Problem statement => Search the records for "server" and copy each line that holds it.

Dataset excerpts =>

::::::

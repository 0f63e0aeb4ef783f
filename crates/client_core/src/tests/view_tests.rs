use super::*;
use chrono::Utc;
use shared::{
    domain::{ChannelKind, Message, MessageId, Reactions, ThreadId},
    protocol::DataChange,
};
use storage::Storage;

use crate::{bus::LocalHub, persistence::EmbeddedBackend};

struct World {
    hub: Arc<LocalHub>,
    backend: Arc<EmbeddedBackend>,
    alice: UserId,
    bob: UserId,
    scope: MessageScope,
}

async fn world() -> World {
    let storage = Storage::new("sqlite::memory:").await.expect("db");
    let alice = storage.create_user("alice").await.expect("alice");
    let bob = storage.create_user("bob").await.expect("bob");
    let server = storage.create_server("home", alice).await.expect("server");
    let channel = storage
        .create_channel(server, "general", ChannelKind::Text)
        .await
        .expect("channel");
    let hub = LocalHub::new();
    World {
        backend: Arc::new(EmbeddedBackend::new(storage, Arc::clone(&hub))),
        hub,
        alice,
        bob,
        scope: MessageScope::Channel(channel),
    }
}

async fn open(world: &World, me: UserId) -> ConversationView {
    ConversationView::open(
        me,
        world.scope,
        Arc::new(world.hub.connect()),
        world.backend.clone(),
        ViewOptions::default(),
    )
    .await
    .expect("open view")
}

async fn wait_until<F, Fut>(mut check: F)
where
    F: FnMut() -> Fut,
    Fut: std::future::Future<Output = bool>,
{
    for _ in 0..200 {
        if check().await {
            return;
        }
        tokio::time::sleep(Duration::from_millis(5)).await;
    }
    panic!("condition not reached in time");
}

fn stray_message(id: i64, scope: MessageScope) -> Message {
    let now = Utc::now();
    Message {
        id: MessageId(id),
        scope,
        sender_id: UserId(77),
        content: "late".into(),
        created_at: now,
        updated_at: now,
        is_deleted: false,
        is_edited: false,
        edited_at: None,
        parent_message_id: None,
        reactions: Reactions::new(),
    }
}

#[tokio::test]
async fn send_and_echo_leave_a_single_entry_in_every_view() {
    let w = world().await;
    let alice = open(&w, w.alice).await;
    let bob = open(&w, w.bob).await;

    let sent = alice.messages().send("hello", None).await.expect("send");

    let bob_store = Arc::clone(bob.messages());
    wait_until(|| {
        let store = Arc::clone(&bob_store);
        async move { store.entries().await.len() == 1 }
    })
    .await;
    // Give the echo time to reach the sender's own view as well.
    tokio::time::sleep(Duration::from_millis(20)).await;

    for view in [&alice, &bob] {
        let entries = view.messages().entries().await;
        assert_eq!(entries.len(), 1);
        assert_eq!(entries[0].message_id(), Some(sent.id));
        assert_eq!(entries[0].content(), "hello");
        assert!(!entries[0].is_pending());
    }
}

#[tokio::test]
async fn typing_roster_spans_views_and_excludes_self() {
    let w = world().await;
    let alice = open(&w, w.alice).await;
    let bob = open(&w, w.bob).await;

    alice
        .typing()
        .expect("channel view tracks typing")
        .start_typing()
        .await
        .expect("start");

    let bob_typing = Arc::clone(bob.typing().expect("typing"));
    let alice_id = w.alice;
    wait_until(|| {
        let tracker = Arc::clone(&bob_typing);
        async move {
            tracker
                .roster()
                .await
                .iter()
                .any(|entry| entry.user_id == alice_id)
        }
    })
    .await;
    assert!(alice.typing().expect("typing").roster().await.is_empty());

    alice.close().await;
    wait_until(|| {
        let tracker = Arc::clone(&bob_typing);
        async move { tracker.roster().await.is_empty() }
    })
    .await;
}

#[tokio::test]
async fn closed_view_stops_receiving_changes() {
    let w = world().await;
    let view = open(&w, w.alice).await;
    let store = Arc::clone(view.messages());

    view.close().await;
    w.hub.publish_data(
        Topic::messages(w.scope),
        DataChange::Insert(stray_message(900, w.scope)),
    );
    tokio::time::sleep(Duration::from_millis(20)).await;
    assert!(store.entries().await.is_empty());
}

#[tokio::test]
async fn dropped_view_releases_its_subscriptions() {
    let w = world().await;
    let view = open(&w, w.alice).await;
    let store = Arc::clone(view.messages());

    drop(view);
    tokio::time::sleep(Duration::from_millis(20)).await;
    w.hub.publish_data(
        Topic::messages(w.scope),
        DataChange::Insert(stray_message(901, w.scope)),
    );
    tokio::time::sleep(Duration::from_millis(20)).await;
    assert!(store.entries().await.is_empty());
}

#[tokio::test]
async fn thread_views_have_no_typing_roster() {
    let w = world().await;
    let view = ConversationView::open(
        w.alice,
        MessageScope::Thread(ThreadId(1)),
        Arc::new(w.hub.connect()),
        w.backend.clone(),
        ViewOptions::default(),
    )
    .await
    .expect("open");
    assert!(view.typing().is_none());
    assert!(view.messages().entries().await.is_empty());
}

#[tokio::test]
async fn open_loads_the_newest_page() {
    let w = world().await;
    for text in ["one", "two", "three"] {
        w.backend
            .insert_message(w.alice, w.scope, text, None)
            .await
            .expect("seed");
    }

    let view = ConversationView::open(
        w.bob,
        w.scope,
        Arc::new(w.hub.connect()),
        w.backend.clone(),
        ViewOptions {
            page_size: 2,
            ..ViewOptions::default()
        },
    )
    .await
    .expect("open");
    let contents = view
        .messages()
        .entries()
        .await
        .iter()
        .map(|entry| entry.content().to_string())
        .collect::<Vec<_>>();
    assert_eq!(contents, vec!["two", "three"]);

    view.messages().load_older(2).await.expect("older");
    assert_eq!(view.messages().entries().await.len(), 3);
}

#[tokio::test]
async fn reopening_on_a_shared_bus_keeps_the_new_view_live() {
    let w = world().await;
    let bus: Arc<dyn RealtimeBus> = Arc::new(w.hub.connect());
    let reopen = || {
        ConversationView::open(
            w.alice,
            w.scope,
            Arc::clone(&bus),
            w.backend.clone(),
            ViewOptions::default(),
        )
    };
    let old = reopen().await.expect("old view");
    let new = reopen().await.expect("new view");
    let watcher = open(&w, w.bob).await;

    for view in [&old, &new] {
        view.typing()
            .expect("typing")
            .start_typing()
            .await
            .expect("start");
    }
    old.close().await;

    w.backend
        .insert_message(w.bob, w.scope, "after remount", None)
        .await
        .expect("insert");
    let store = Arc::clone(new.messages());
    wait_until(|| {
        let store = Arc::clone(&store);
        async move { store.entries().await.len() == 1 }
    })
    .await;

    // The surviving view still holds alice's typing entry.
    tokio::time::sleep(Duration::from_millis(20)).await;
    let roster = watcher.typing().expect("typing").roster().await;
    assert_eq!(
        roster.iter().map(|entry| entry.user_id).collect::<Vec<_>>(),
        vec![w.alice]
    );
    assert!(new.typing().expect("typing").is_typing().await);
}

::::::

Result for this task =>
    let server = storage.create_server("home", alice).await.expect("server");
        .create_channel(server, "general", ChannelKind::Text)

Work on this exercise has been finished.